WORK TASK: Determine the count of lines containing "runs" in the entries below and return only that figure.

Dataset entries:
*** Begin section ***

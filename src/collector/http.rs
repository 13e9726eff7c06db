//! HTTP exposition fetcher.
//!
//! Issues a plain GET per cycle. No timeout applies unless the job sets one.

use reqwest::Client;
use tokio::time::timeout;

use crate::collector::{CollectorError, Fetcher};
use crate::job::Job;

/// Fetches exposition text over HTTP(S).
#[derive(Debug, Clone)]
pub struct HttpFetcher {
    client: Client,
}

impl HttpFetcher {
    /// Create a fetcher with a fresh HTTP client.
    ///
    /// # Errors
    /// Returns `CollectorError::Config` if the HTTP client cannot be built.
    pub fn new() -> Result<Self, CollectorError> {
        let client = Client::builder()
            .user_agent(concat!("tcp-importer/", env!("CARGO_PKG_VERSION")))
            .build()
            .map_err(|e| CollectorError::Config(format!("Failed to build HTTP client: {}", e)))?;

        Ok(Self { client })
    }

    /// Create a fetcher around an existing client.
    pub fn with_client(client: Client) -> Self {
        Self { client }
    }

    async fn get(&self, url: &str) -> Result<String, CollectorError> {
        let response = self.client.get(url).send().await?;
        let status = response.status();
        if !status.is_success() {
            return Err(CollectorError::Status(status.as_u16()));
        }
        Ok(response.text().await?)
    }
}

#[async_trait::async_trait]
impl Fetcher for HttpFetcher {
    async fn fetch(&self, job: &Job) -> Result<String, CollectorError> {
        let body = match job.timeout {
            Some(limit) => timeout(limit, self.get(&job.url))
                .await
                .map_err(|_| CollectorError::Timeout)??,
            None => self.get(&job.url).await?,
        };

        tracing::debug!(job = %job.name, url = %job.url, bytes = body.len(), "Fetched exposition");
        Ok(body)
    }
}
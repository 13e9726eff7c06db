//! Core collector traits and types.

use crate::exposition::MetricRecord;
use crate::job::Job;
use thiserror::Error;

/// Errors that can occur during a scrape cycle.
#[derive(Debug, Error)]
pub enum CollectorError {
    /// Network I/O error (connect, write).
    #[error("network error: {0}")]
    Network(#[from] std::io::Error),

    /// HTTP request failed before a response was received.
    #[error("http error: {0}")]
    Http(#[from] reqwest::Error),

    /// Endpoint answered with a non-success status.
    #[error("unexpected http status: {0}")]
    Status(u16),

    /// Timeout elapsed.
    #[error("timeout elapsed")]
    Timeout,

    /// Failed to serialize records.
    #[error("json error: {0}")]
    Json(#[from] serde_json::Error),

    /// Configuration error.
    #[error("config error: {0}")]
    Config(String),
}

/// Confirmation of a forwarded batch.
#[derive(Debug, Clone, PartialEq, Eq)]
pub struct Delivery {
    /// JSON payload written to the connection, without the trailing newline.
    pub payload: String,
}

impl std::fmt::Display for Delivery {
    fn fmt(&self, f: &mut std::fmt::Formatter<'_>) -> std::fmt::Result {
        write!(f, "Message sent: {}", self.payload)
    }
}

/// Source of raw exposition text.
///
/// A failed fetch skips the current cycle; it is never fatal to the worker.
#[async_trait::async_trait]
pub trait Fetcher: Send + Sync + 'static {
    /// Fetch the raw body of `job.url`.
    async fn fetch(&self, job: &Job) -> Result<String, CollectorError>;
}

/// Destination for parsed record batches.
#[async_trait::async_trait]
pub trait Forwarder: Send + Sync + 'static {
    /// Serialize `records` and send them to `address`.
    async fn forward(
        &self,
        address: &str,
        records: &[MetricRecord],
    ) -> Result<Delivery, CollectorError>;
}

*** End section ***
*** Begin section ***

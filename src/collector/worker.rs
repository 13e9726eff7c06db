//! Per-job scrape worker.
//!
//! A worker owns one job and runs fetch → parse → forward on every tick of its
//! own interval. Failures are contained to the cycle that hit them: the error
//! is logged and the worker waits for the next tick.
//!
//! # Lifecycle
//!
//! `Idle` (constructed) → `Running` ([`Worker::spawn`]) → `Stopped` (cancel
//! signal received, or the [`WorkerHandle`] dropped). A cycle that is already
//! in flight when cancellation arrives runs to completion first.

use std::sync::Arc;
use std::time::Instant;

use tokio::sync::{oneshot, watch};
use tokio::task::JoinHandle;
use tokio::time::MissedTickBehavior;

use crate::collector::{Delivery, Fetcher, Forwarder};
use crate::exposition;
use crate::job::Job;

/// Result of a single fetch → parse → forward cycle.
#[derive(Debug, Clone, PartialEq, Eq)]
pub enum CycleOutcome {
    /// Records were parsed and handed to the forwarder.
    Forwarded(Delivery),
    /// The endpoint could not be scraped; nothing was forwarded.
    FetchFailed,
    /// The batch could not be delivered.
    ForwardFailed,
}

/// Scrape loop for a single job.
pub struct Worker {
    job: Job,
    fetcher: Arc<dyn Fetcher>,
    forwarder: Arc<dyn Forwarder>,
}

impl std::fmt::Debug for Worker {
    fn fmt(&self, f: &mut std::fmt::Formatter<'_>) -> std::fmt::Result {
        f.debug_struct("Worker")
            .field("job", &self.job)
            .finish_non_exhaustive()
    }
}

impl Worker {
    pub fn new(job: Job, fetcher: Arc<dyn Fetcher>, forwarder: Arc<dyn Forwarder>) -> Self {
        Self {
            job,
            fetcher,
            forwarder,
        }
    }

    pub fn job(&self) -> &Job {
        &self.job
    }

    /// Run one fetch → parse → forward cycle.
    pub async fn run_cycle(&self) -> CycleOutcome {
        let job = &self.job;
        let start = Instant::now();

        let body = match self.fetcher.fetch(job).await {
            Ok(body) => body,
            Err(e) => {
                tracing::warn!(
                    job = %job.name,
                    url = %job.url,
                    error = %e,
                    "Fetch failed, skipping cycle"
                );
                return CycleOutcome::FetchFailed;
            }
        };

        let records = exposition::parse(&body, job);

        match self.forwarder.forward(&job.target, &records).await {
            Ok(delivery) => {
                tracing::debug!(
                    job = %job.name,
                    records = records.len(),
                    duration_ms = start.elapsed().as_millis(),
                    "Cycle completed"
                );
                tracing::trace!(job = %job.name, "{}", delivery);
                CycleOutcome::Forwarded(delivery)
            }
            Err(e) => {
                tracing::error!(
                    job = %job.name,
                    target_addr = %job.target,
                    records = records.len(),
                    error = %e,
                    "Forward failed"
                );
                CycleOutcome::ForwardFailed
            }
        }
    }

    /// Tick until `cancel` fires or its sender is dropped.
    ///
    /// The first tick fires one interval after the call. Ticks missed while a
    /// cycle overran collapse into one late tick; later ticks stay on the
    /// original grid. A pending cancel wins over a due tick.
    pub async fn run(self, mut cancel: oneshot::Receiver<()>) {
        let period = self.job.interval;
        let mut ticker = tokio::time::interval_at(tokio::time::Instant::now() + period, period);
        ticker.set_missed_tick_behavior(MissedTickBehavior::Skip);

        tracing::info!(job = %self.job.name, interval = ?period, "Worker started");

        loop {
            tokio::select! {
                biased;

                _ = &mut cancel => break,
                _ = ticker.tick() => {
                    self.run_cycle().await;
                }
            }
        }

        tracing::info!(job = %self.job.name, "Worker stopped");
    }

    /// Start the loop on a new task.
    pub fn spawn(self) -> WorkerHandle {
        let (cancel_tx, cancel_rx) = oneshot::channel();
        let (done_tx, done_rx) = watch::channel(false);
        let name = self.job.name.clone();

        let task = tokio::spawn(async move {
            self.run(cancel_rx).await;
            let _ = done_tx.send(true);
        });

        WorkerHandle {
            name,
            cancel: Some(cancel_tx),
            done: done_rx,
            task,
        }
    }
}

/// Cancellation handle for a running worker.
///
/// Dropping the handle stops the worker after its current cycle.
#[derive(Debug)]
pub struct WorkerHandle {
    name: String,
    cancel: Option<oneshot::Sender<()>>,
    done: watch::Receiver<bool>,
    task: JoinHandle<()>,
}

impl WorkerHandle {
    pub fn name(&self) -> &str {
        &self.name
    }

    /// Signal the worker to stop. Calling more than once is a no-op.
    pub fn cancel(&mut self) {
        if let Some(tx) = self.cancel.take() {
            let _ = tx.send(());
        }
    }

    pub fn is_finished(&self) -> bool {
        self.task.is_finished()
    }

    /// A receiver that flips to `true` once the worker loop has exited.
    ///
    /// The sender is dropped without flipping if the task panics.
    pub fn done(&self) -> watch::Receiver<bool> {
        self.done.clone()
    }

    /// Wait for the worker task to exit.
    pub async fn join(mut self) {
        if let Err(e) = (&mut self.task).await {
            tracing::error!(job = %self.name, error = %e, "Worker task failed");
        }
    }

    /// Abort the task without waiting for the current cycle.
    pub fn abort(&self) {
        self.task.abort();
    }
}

*** End section ***
*** Begin section ***

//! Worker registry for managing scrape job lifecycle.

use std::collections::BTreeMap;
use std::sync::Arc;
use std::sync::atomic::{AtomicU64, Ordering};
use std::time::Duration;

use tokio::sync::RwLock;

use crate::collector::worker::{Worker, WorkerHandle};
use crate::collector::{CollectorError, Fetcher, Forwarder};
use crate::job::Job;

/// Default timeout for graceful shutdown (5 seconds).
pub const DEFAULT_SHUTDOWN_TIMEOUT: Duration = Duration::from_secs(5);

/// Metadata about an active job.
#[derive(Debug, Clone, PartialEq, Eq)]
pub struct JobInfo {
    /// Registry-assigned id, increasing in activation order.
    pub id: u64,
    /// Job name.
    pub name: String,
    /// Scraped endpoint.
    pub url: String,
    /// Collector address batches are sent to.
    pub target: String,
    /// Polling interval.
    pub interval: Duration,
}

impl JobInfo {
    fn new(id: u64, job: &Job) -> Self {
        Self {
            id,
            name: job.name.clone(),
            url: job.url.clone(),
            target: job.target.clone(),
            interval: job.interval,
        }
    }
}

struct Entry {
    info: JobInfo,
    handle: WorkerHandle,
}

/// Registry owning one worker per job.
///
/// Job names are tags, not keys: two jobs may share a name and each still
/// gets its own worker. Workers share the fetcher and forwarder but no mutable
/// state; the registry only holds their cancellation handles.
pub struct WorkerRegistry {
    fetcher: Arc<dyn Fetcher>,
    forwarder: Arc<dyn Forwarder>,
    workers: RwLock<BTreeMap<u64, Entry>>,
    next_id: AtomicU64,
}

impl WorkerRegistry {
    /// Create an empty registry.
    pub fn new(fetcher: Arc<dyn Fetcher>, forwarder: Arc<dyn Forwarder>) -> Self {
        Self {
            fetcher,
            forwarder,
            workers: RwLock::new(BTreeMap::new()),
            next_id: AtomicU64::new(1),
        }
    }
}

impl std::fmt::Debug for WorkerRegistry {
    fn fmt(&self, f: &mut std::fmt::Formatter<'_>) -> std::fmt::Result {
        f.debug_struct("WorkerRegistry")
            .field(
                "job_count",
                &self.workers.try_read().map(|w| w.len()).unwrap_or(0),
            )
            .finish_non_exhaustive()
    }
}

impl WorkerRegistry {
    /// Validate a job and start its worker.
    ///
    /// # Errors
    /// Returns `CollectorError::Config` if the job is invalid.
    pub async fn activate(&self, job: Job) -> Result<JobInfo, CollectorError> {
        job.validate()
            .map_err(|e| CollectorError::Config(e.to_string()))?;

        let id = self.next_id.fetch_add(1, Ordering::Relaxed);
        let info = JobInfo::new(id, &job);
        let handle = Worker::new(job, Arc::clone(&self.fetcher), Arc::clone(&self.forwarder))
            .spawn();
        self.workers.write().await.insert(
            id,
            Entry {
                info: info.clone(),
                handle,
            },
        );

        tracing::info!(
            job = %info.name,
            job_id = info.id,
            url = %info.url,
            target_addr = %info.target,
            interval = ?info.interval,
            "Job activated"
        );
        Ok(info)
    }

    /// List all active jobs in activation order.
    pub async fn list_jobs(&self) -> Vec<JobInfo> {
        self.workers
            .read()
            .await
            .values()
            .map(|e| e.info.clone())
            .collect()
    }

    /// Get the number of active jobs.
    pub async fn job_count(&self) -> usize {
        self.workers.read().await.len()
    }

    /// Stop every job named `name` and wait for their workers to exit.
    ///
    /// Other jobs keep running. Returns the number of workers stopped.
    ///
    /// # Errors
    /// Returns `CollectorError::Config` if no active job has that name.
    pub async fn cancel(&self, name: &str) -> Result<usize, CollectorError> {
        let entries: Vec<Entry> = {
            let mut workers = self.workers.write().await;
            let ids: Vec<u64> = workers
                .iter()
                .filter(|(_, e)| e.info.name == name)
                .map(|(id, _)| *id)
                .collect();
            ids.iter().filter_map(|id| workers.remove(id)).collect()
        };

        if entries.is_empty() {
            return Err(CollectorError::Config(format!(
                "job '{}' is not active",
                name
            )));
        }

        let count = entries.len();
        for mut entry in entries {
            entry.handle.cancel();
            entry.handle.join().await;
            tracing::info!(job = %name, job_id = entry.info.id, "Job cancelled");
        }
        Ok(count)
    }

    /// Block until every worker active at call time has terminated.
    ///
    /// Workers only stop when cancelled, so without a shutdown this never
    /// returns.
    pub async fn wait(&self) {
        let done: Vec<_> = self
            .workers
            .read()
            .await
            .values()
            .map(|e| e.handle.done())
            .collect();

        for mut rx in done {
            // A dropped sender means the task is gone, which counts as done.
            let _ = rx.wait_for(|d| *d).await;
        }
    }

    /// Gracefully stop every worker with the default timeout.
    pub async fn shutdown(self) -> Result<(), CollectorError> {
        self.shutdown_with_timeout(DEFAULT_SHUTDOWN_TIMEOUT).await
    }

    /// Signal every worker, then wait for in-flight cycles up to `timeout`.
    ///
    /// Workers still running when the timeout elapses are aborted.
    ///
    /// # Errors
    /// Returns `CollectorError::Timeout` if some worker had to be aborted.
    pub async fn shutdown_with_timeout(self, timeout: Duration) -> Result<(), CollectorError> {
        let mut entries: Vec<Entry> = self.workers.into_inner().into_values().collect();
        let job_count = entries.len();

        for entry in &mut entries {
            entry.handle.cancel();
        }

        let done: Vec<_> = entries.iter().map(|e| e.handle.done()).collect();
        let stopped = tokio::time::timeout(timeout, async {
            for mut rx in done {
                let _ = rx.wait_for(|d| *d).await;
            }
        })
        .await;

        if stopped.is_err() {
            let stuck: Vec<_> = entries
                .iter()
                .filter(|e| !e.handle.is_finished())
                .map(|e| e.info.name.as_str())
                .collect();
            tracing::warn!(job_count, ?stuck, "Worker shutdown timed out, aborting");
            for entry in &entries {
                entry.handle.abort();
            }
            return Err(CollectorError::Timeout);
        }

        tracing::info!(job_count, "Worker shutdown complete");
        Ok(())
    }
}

*** End section ***

ANSWER TO THIS EXERCISE: 2